According to several reports,
potential purchasers in New York
and northern New Jersey were told
during the weekend of Dec. 26 that, "New York
is not ready for the iPhone," essentially due to AT&T's inability to
offer adequate coverage in the area.
"You don't have enough towers to handle the phone," an AT&T
sales representative reportedly told a reporter for The
Consumerist.
Then, on Dec. 28, AT&T released a short statement saying sales of the
iPhone in the New York area were
ready to resume. AT&T did not offer a specific explanation for what
happened.
The carrier has been roundly criticized for its lack of coverage in major
metropolitan areas, particularly New York
and San Francisco. The iPhone,
which AT&T is currently the exclusive provider of in the United States, has
been an enormous success for AT&T, but so much so that its growing number
of users are said to be bogging down its network.

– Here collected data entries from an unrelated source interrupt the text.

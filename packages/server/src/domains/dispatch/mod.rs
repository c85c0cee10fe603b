//! Dispatch domain: finding and notifying a partner for a waiting request.
//!
//! Change events (`DispatchTrigger`) go through `RequestLifecycleMachine`, which
//! emits commands; `DispatchEngine` executes them with the per-kind
//! `DispatchProfile` driving a single shared strategy.

pub mod commands;
pub mod effects;
pub mod errors;
pub mod events;
pub mod machines;
pub mod models;
pub mod policy;
pub mod profiles;
pub mod utils;

// Re-export commonly used types
pub use commands::DispatchCommand;
pub use effects::{DispatchEngine, StrategyRun};
pub use errors::DispatchError;
pub use events::{DispatchOutcome, DispatchTrigger};
pub use machines::RequestLifecycleMachine;
pub use policy::DispatchPolicy;
pub use profiles::{DispatchProfile, TokenlessPolicy};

According to AT&T, its smartphone traffic has increased by 5,000 percent
in the past three years.
On Dec. 8, in an effort to use the iPhone to help it pinpoint faltering
coverage areas, AT&T introduced a free
AT&T Mark the Spot application, which enables customers to instantly—or in greater detail—alert it to
any services issues they experience, such as dropped calls. The carrier
said it plans to use the data it collects to inform decisions about where to
invest money allocated for improving its wireless network.

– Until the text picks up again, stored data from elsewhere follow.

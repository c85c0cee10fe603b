// Roadside Dispatch - Dispatch Core
//
// Event-driven dispatch for rides, roadside assistance and emergency cases:
// given a new or updated request, find the nearest eligible partner, notify
// them, and keep re-dispatching on rejection until someone accepts or the
// request runs out of options.
//
// Architecture: domains (dispatch, presence) own their models and logic; the
// kernel holds infrastructure traits and their implementations.

pub mod common;
pub mod config;
pub mod domains;
pub mod kernel;
pub mod server;

pub use config::*;
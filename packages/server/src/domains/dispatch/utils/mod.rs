pub mod audit;
pub mod candidates;
pub mod payload;

pub use audit::{compose_audit_message, extract_actor, first_new_rejection};
pub use candidates::{locate, Candidate, CandidateQuery, CandidateSearch};
pub use payload::{
    emergency_notification, garage_notification, ride_notification, NotificationContent,
    PayloadBuilder,
};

Fletcher Cook, an AT&T spokesperson, in a note to several media outlets,
explained the sudden unavailability of the iPhones in the New
York area by saying, "We periodically modify our
promotions and distribution channels."
Customers are being told to visit Apple or AT&T retail locations
instead, which gives credence to reports such as that from The New York Times that the online
unavailability of the iPhones is due to "fraudulent activity" in some
areas.
Whether available to New Yorkers or not, Broadpoint AmTech analyst Brian
Marshall said he sees current iPhone use as being just the tip of the iceberg,
and on Dec. 28 raised the target price of Apple stock to $260.

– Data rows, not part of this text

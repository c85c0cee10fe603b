//! Test harness with testcontainers for Postgres-backed tests.
//!
//! One container is shared by every test in a binary; migrations run once.

use anyhow::{Context, Result};
use dispatch_core::kernel::PostgresDispatchStore;
use sqlx::PgPool;
use test_context::AsyncTestContext;
use testcontainers::runners::AsyncRunner;
use testcontainers::{ContainerAsync, ImageExt};
use testcontainers_modules::postgres::Postgres;
use tokio::sync::OnceCell;

/// Shared test infrastructure that persists across all tests.
struct SharedTestInfra {
    db_url: String,
    // Keep the container alive for the entire test run
    _postgres: ContainerAsync<Postgres>,
}

static SHARED_INFRA: OnceCell<SharedTestInfra> = OnceCell::const_new();

impl SharedTestInfra {
    async fn init() -> Result<Self> {
        // Run tests with: RUST_LOG=debug cargo test -- --nocapture
        let _ = tracing_subscriber::fmt()
            .with_env_filter(tracing_subscriber::EnvFilter::from_default_env())
            .with_test_writer()
            .try_init();

        let postgres = Postgres::default()
            .with_tag("16")
            .start()
            .await
            .context("Failed to start Postgres container")?;

        let pg_host = postgres.get_host().await?;
        let pg_port = postgres.get_host_port_ipv4(5432).await?;
        let db_url = format!(
            "postgresql://postgres:postgres@{}:{}/postgres",
            pg_host, pg_port
        );

        let pool = PgPool::connect(&db_url)
            .await
            .context("Failed to connect to Postgres for migrations")?;

        sqlx::migrate!("./migrations")
            .run(&pool)
            .await
            .context("Failed to run migrations")?;

        Ok(Self {
            db_url,
            _postgres: postgres,
        })
    }

    async fn get() -> &'static Self {
        SHARED_INFRA
            .get_or_init(|| async {
                Self::init()
                    .await
                    .expect("Failed to initialize shared test infrastructure")
            })
            .await
    }
}

/// Test harness giving each test a fresh pool on the shared database.
///
/// ```ignore
/// #[test_context(TestHarness)]
/// #[tokio::test]
/// async fn my_test(ctx: &TestHarness) {
///     let store = ctx.store();
/// }
/// ```
pub struct TestHarness {
    pub db_pool: PgPool,
}

impl AsyncTestContext for TestHarness {
    async fn setup() -> Self {
        Self::new().await.expect("Failed to create test harness")
    }

    async fn teardown(self) {
        // Database pool is automatically dropped
    }
}

impl TestHarness {
    pub async fn new() -> Result<Self> {
        let infra = SharedTestInfra::get().await;

        let db_pool = PgPool::connect(&infra.db_url)
            .await
            .context("Failed to connect to test database")?;

        Ok(Self { db_pool })
    }

    pub fn store(&self) -> PostgresDispatchStore {
        PostgresDispatchStore::new(self.db_pool.clone())
    }
}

"Despite the enormous success of the iPhone since inception in July
'07, we strongly believe the device is still in its infancy with respect to
penetrating the global post-paid subscriber market," Marshall
wrote in a research note. "For example, our analysis indicates that while
the iPhone currently enjoys 5.0 percent penetration of [AT&T's] post-paid
subscriber base, the penetration of its current international carrier partners'
post-paid subscriber base is only 0.8 percent."
Marshall continued, "In our
view, Apple remains the best technology company on the planet, and we are
comfortable with our Street-high Dec. 2009 estimates of $12,509 [million] and
$2.27 ([versus] consensus of $11,856 [million] and $2.04)."